Here’s a quick guide to regional strategies – useful for those in the Land & New Homes business who are baffled by the ongoing saga.

In July, Communities Secretary Eric Pickles tried to abolish national house building targets, or Regional Housing Strategies to give them their correct name.

He said he intended to replace them with a system of financial incentives to encourage local authorities to grant residential development applications.

Unfortunately, all this has led to huge confusion – for developers and local planning authorities alike.

For many developers, abolition would mean that months or even years of work on planning applications would be wasted, and as a fresh application under any new rules for the same land might have less chance of success, a legal challenge looked likely.

One developer, CALA Homes, duly served it up, in the High Court in November, saying the minister had no power to abolish the existing rules in this way.
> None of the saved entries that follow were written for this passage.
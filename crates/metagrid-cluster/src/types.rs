//! Data cluster records.

use std::fmt;
use std::str::FromStr;

use metagrid_state::VersionedRecord;
use serde::{Deserialize, Serialize};

use crate::error::{ClusterError, ClusterResult};

/// Resource counts tracked per cluster.
#[derive(Debug, Clone, Copy, Default, PartialEq, Eq, Serialize, Deserialize)]
pub struct ClusterUsage {
    pub num_tenant_groups: i64,
}

impl ClusterUsage {
    pub fn new(num_tenant_groups: i64) -> Self {
        Self { num_tenant_groups }
    }

    pub fn to_json(&self) -> serde_json::Value {
        serde_json::json!({ "num_tenant_groups": self.num_tenant_groups })
    }
}

/// Capacity and live allocation of one data cluster.
#[derive(Debug, Clone, Copy, Default, PartialEq, Eq, Serialize, Deserialize)]
pub struct DataClusterEntry {
    pub capacity: ClusterUsage,
    #[serde(default)]
    pub allocated: ClusterUsage,
}

impl VersionedRecord for DataClusterEntry {
    const VERSION: u32 = 1;
}

impl DataClusterEntry {
    pub fn with_capacity(num_tenant_groups: i64) -> Self {
        Self {
            capacity: ClusterUsage::new(num_tenant_groups),
            allocated: ClusterUsage::default(),
        }
    }

    /// True while another tenant group can be placed on the cluster.
    pub fn has_capacity(&self) -> bool {
        self.allocated.num_tenant_groups < self.capacity.num_tenant_groups
    }

    pub fn free_tenant_groups(&self) -> i64 {
        (self.capacity.num_tenant_groups - self.allocated.num_tenant_groups).max(0)
    }

    pub fn to_json(&self) -> serde_json::Value {
        serde_json::json!({
            "capacity": self.capacity.to_json(),
            "allocated": self.allocated.to_json(),
        })
    }
}

/// Endpoint descriptor of a data cluster.
///
/// Accepted form: `[description:id@]address[,address...]`, where each address
/// is `[scheme://]host:port[:tls]`.
#[derive(Debug, Clone, PartialEq, Eq, Hash, Serialize, Deserialize)]
#[serde(try_from = "String", into = "String")]
pub struct ClusterConnectionString(String);

impl ClusterConnectionString {
    pub fn parse(value: &str) -> ClusterResult<Self> {
        let invalid = |reason: &str| ClusterError::InvalidConnectionString {
            value: value.to_string(),
            reason: reason.to_string(),
        };

        if value.is_empty() {
            return Err(invalid("empty"));
        }
        if value.chars().any(char::is_whitespace) {
            return Err(invalid("contains whitespace"));
        }

        let addresses = match value.rsplit_once('@') {
            Some((key, addresses)) => {
                match key.split_once(':') {
                    Some((description, id)) if !description.is_empty() && !id.is_empty() => {}
                    _ => return Err(invalid("cluster key must be `description:id'")),
                }
                addresses
            }
            None => value,
        };

        for address in addresses.split(',') {
            let address = address
                .split_once("://")
                .map_or(address, |(_, rest)| rest);
            let address = address.strip_suffix(":tls").unwrap_or(address);
            let (host, port) = address
                .rsplit_once(':')
                .ok_or_else(|| invalid("address is missing a port"))?;
            if host.is_empty() {
                return Err(invalid("address is missing a host"));
            }
            port.parse::<u16>()
                .map_err(|_| invalid(&format!("invalid port `{port}'")))?;
        }

        Ok(Self(value.to_string()))
    }

    pub fn as_str(&self) -> &str {
        &self.0
    }
}

impl fmt::Display for ClusterConnectionString {
    fn fmt(&self, f: &mut fmt::Formatter<'_>) -> fmt::Result {
        f.write_str(&self.0)
    }
}

impl FromStr for ClusterConnectionString {
    type Err = ClusterError;

    fn from_str(s: &str) -> Result<Self, Self::Err> {
        Self::parse(s)
    }
}

impl TryFrom<String> for ClusterConnectionString {
    type Error = ClusterError;

    fn try_from(value: String) -> Result<Self, Self::Error> {
        Self::parse(&value)
    }
}

impl From<ClusterConnectionString> for String {
    fn from(value: ClusterConnectionString) -> String {
        value.0
    }
}

/// Everything the registry knows about one cluster.
#[derive(Debug, Clone, PartialEq, Eq)]
pub struct DataClusterMetadata {
    pub entry: DataClusterEntry,
    pub connection_string: ClusterConnectionString,
}

impl DataClusterMetadata {
    pub fn to_json(&self) -> serde_json::Value {
        serde_json::json!({
            "connection_string": self.connection_string.as_str(),
            "capacity": self.entry.capacity.to_json(),
            "allocated": self.entry.allocated.to_json(),
        })
    }
}

#[cfg(test)]
mod tests {
    use super::*;

    #[test]
    fn connection_string_forms() {
        for ok in [
            "conn://host:1",
            "host:4500",
            "desc:abc123@10.0.0.1:4500,10.0.0.2:4500",
            "desc:abc123@10.0.0.1:4500:tls",
            "[::1]:4500",
        ] {
            assert!(ClusterConnectionString::parse(ok).is_ok(), "{ok}");
        }
        for bad in [
            "",
            "host",
            "host:notaport",
            "host:70000",
            ":4500",
            "@host:1",
            "desc@host:1",
            "host:1, host:2",
        ] {
            assert!(
                matches!(
                    ClusterConnectionString::parse(bad),
                    Err(ClusterError::InvalidConnectionString { .. })
                ),
                "{bad}"
            );
        }
    }

    #[test]
    fn capacity_accounting() {
        let mut entry = DataClusterEntry::with_capacity(2);
        assert!(entry.has_capacity());
        entry.allocated.num_tenant_groups = 2;
        assert!(!entry.has_capacity());
        assert_eq!(entry.free_tenant_groups(), 0);
    }

    #[test]
    fn entry_without_allocation_field_decodes() {
        let bytes = br#"{"v":1,"d":{"capacity":{"num_tenant_groups":5}}}"#;
        let entry = DataClusterEntry::decode(bytes).unwrap();
        assert_eq!(entry, DataClusterEntry::with_capacity(5));
    }

    #[test]
    fn metadata_json() {
        let metadata = DataClusterMetadata {
            entry: DataClusterEntry::with_capacity(5),
            connection_string: ClusterConnectionString::parse("conn://host:1").unwrap(),
        };
        let json = metadata.to_json();
        assert_eq!(json["connection_string"], "conn://host:1");
        assert_eq!(json["capacity"]["num_tenant_groups"], 5);
        assert_eq!(json["allocated"]["num_tenant_groups"], 0);
    }
}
The Judge agreed, saying the rules could not just be changed by the minister without the approval of Parliament.

Yet this has not been the end of the matter.

The High Court also declared that local planning departments should not take into account the Government’s attempted abolition of these regional strategies.

Pickles hit back by writing to every local planning department warning them that, when considering planning applications, they must treat the Government’s intention to scrap regional housing strategies as a ‘significant consideration’.

This volley was once again challenged in the courts and the letter from Pickles to planning departments was ‘stayed’.

The Government then challenged the stay and it was lifted, on condition that the Government put a warning on its website saying the letter to the planners ‘is subject to legal challenge and might have to be disregarded if the challenge is successful’.
 
CALA’s latest challenge is likely to be lobbed into court in January, with still no early end to this legal rally in sight.

“Developers and planners both stand to be baffled and bemused by this legal tennis match,” said Anthony Ogley, property partner at Oxley and Coward Solicitors LLP in Rotherham. “If the planners ignore the minister’s letter they may be in trouble for disregarding government policy, but if they follow the Government’s recommendations and refuse a planning application, they may lay themselves open to appeal and more costs at a time when money is in such short supply.

“As for the developers, it creates another headache at a time when the housing market is still in the doldrums.”

If the CALA action is successful, developers will probably have a window of 12 months to get planning applications in under the current regime.

By the end of that period, the Government’s Localism Bill will have made its way through Parliament and it will be game, set and match to the Government when the new rules are in place.